What's it all about?
GEMA summarised its case (in English) here last year. GEMA accused Google of dragging its feet and failing to come to a mutually agreeable licensing deal.
GEMA pointed out that its compulsory licence means it can’t close anybody down, or prevent them from using music. The society explained:
German law stipulates GEMA is obligated to grant every licensee, in other words also YouTube, the rights it administers.... GEMA cannot prevent the use of its rights if YouTube – like a large number of other users – would have adhered to the legally prescribed rules (depositing the disputed portion of the compensation into escrow).

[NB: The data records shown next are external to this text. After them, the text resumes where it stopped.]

use std::fs;
use std::io::ErrorKind;
use std::path::{Path, PathBuf};

use thiserror::Error;
use tracing::info;

use gigwatch_core::Listing;

#[derive(Debug, Error)]
pub enum StoreError {
    #[error("I/O error: {0}")]
    Io(#[from] std::io::Error),
    #[error("JSON error: {0}")]
    Json(#[from] serde_json::Error),
}

/// Filesystem-backed listing history.
///
/// The snapshot is one JSON array, newest listings first, capped by the
/// caller. Writes go to a `.tmp` sibling and are renamed into place, so an
/// interrupted write leaves the previous snapshot intact.
pub struct ListingStore {
    path: PathBuf,
}

impl ListingStore {
    pub fn new(path: impl Into<PathBuf>) -> Self {
        Self { path: path.into() }
    }

    /// Path of the snapshot file.
    pub fn path(&self) -> &Path {
        &self.path
    }

    /// Load the persisted snapshot.
    ///
    /// A missing file is a normal first run, and unreadable or malformed
    /// content is recoverable; both yield an empty history rather than an
    /// error, so one bad file never wedges the watcher.
    pub fn load(&self) -> Vec<Listing> {
        let json = match fs::read_to_string(&self.path) {
            Ok(json) => json,
            Err(e) if e.kind() == ErrorKind::NotFound => {
                info!(path = %self.path.display(), "no listing snapshot yet, starting empty");
                return Vec::new();
            }
            Err(e) => {
                info!(path = %self.path.display(), error = %e, "failed to read listing snapshot, starting empty");
                return Vec::new();
            }
        };
        match serde_json::from_str(&json) {
            Ok(listings) => listings,
            Err(e) => {
                info!(path = %self.path.display(), error = %e, "listing snapshot is not valid JSON, starting empty");
                Vec::new()
            }
        }
    }

    /// Persist the snapshot, replacing the previous file atomically.
    pub fn save(&self, snapshot: &[Listing]) -> Result<(), StoreError> {
        if let Some(parent) = self.path.parent() {
            if !parent.as_os_str().is_empty() {
                fs::create_dir_all(parent)?;
            }
        }
        let json = serde_json::to_string_pretty(snapshot)?;
        let tmp = self.path.with_extension("tmp");
        fs::write(&tmp, json)?;
        fs::rename(&tmp, &self.path)?;
        Ok(())
    }
}

/// Listings from `fetched` whose id does not appear in `existing`,
/// in fetch order.
pub fn compute_new(fetched: &[Listing], existing: &[Listing]) -> Vec<Listing> {
    fetched
        .iter()
        .filter(|listing| !existing.iter().any(|seen| seen.id == listing.id))
        .cloned()
        .collect()
}

/// Prepend `fresh` to `existing` and cap the result, dropping the oldest
/// entries past `cap`.
pub fn merge(fresh: &[Listing], existing: &[Listing], cap: usize) -> Vec<Listing> {
    fresh.iter().chain(existing.iter()).take(cap).cloned().collect()
}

But the nature of the compulsory licence doesn’t mean Google can take the mickey, either. GEMA says Google stalled negotiations on paying the creators, saving it costs, while reaping the advertising revenues from the content.
YouTube, however, decided to use the rights administered by GEMA without paying any royalties to GEMA – which, in GEMA's viewpoint, represents a violation of copyright law, and has even more substance in the case of Google, as large amounts of advertising revenue are generated with YouTube.
The European Court of Justice has ruled that ISPs can’t keep filters turned on 24x7 – this would violate users’ reasonable expectations of privacy. But it didn’t, as was widely misreported, mean filters were “illegal in Europe”. A service still has obligations over what it transmits.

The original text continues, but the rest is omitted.